Dhallan wouldn't speculate on when such a test might become commercially available, saying only, "We don't intend to rush it. The health of a baby is the most important thing in anyone's life, but we are moving with deliberate speed."
Dr. Michael Katz, senior vice president for research and global programs at the March of Dimes, called the experimental test a "good system if it can be sustained by more extensive tests. It also dovetails with the current suggestion by the American College of Obstetricians and Gynecologists that prenatal diagnosis should be applied to all women."
The study findings are published online Feb. 2 inThe Lancet.
Currently, tests to detect chromosomal abnormalities before a baby is born pose a number of problems.
Ultrasound is noninvasive but does require subsequent invasive testing before a final diagnosis can be made. And invasive diagnostic tests, such as amniocentesis and chorionic villus sampling, can pose risks to the pregnancy, including miscarriage.
"Even though the current invasive tests are quite safe, relatively speaking, they are invasive, and there are complications," Katz said. "Moreover, they have to be done somewhat later [in the pregnancy], and the sooner one makes this diagnosis, the better."
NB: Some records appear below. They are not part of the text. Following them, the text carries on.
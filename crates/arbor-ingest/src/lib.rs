pub mod auth;
pub mod broadcast;
pub mod config;
pub mod db;
pub mod error;
pub mod intake;
pub mod pipeline;
pub mod queue;
pub mod reconciler;
pub mod retry;
pub mod sanitize;
pub mod secrets;
pub mod server;
pub mod stages;
pub mod storage;
pub mod telemetry;
pub mod worker;

pub use auth::AuthContext;
pub use broadcast::{QueueEvent, QueueEventBroadcaster};
pub use config::{load_config, Config};
pub use db::Database;
pub use error::{ConfigError, IngestError, Result, StorageError};
pub use intake::{Intake, IntakeError, UploadFile};
pub use pipeline::{Pipeline, ProcessReport};
pub use queue::{QueueCoordinator, QueueError};
pub use reconciler::{CleanupReport, OrphanReconciler, OrphanRecord};
pub use secrets::{resolve_secret, SecretError};
pub use stages::{ErrorKind, StageError};
pub use storage::{FilesystemStore, ObjectStore};
pub use worker::QueueWorker;
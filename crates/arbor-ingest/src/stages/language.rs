//! Closed-vocabulary language and confidence heuristics for recognized text.
//!
//! Field documents come in a small known set of languages, so detection
//! counts function words per candidate language instead of running a full
//! language-identification model.

use std::sync::LazyLock;

use regex::Regex;

static WORD: LazyLock<Regex> = LazyLock::new(|| Regex::new(r"\p{L}+").expect("static regex"));

const FUNCTION_WORDS: &[(&str, &[&str])] = &[
    (
        "en",
        &["the", "and", "of", "is", "with", "in", "to", "a", "on", "are", "for", "this", "by"],
    ),
    (
        "de",
        &["der", "die", "das", "und", "ist", "mit", "im", "ein", "eine", "von", "zu", "nicht", "auf", "den", "des"],
    ),
    (
        "fr",
        &["le", "la", "les", "et", "est", "des", "du", "un", "une", "avec", "dans", "sur", "pour", "en"],
    ),
    (
        "es",
        &["el", "la", "los", "las", "y", "es", "con", "del", "un", "una", "en", "por", "para", "que"],
    ),
    (
        "it",
        &["il", "lo", "gli", "e", "è", "con", "del", "della", "un", "una", "di", "per", "che", "sono"],
    ),
    (
        "nl",
        &["de", "het", "een", "en", "is", "met", "van", "op", "niet", "voor", "zijn", "bij"],
    ),
];

/// Minimum function-word hits before a guess is trusted.
const MIN_HITS: usize = 2;

/// Most likely language code for `text`, or `fallback` when no candidate
/// collects enough function-word hits.
pub fn detect_language(text: &str, fallback: &str) -> String {
    let words: Vec<String> = WORD
        .find_iter(text)
        .map(|m| m.as_str().to_lowercase())
        .collect();

    let mut best: Option<(&str, usize)> = None;
    for (code, vocabulary) in FUNCTION_WORDS {
        let hits = words
            .iter()
            .filter(|w| vocabulary.contains(&w.as_str()))
            .count();
        if hits >= MIN_HITS && best.is_none_or(|(_, h)| hits > h) {
            best = Some((code, hits));
        }
    }
    best.map(|(code, _)| code.to_string())
        .unwrap_or_else(|| fallback.to_string())
}

/// Normalizes a backend-reported language to a lowercase primary subtag.
pub fn normalize_language(code: &str) -> Option<String> {
    let primary = code.trim().split(['-', '_']).next()?.to_ascii_lowercase();
    (primary.len() == 2 || primary.len() == 3)
        .then_some(primary)
        .filter(|p| p.chars().all(|c| c.is_ascii_alphabetic()))
}

/// Confidence estimate from the share of word-like tokens in the text.
/// Garbled recognition output produces many short symbol runs and scores low.
pub fn estimate_confidence(text: &str) -> f64 {
    let tokens: Vec<&str> = text.split_whitespace().collect();
    if tokens.is_empty() {
        return 0.0;
    }
    let wordlike = tokens
        .iter()
        .filter(|t| {
            let letters = t.chars().filter(|c| c.is_alphanumeric()).count();
            letters * 2 >= t.chars().count()
        })
        .count();
    let ratio = wordlike as f64 / tokens.len() as f64;
    (0.3 + 0.65 * ratio).clamp(0.0, 1.0)
}
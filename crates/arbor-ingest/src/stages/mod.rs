//! The three per-page processing stages and their backends.
//!
//! Each stage is callable on its own (the HTTP function routes) and from
//! the pipeline. A stage checks its backend configuration first, then the
//! page's phase prerequisites, then does its work. Its results and the
//! attempt-guarded phase stamp are written in one transaction, stamp first,
//! so a superseded run writes nothing.

pub mod error;
pub mod extract;
pub mod language;
pub mod llm;
pub mod ocr;
pub mod probe;
pub mod suggestion;
pub mod translate;

use std::sync::Arc;

pub use error::{ErrorKind, StageError, UnreachableCause};
pub use extract::{ExtractOutcome, ExtractRequest, LlmStructuredExtractor, StructuredExtractionStage, StructuredExtractor};
pub use ocr::{OcrOutcome, OcrRequest, Recognition, TextExtractionStage, TextRecognizer, VisionRecognizer};
pub use probe::{HttpProbe, ImageProbe, ProbeError};
pub use suggestion::{ConfidenceBand, RawSuggestion, SuggestedData};
pub use translate::{LlmTranslator, TranslateOutcome, TranslateRequest, Translation, TranslationStage, Translator};

use tracing::{info, warn};

use crate::config::StageConfig;
use crate::db::batch_repo;
use crate::db::page_repo::{self, AttemptGuard, PageKey, PageRow, PageWrite};
use crate::db::Database;
use crate::queue::QueueCoordinator;
use crate::storage::ObjectStore;

/// Shared handles every stage needs.
#[derive(Clone)]
pub struct StageContext {
    pub queue: QueueCoordinator,
    pub store: Arc<dyn ObjectStore>,
    pub config: StageConfig,
}

impl StageContext {
    pub fn db(&self) -> &Database {
        self.queue.db()
    }

    /// Publishes a page a direct stage call sent back to the queue. The
    /// write is already committed, so a failed refresh is only logged.
    pub(crate) fn page_written(&self, page: &PageRow, write: PageWrite) {
        if write != PageWrite::Requeued {
            return;
        }
        info!(
            queue_id = %page.queue_id,
            page_number = page.page_number,
            "page reopened, later phases will run again"
        );
        if let Err(e) = self.queue.page_requeued(&page.queue_id) {
            warn!(queue_id = %page.queue_id, error = %e, "failed to refresh batch after reopening page");
        }
    }
}

/// Finds the page a stage call writes to. An explicit `queue_id` must name a
/// batch of `source_id` that has the page; without one the most recent
/// batch holding the slot is used, and `None` means no batch holds it.
pub(crate) fn resolve_page(
    db: &Database,
    queue_id: Option<&str>,
    source_id: &str,
    page_number: i64,
) -> Result<Option<PageRow>, StageError> {
    let Some(queue_id) = queue_id.filter(|q| !q.trim().is_empty()) else {
        return Ok(page_repo::find_latest_for_slot(db, source_id, page_number)?);
    };

    let batch = batch_repo::find_by_id(db, queue_id)?.ok_or_else(|| StageError::NotFound {
        entity: "batch",
        id: queue_id.to_string(),
    })?;
    if batch.source_id != source_id {
        return Err(StageError::Validation(format!(
            "batch '{queue_id}' belongs to source '{}', not '{source_id}'",
            batch.source_id
        )));
    }

    let key = PageKey {
        queue_id: queue_id.to_string(),
        page_number,
    };
    page_repo::find_by_key(db, &key)?
        .map(Some)
        .ok_or_else(|| StageError::NotFound {
            entity: "page",
            id: format!("{queue_id}/{page_number}"),
        })
}

/// Rejects a pipeline write whose claimed attempt is no longer current.
pub(crate) fn ensure_current(page: &PageRow, attempt: AttemptGuard) -> Result<(), StageError> {
    match attempt {
        Some(expected) if expected != page.attempt => Err(superseded(page)),
        _ => Ok(()),
    }
}

pub(crate) fn superseded(page: &PageRow) -> StageError {
    StageError::Superseded {
        queue_id: page.queue_id.clone(),
        page_number: page.page_number,
    }
}

pub(crate) fn page_key(page: &PageRow) -> PageKey {
    PageKey {
        queue_id: page.queue_id.clone(),
        page_number: page.page_number,
    }
}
Scientists have known for several decades that fetal cells are present in the mother's blood as early as five weeks into the pregnancy. The problem is that the cells are extremely rare, representing only about one in a million of total cells.
The reason for their rarity? The mother's cells are very much like water balloons: From the moment blood is drawn, her cells burst and let loose maternal DNA into the blood stream. This serves to dilute the fetal DNA, Dhallan explained.
"Every time a mother's cell bursts, it dilutes the fetal DNA, particularly when you transport samples and when you centrifuge and process samples to get the DNA out of the plasma," he said.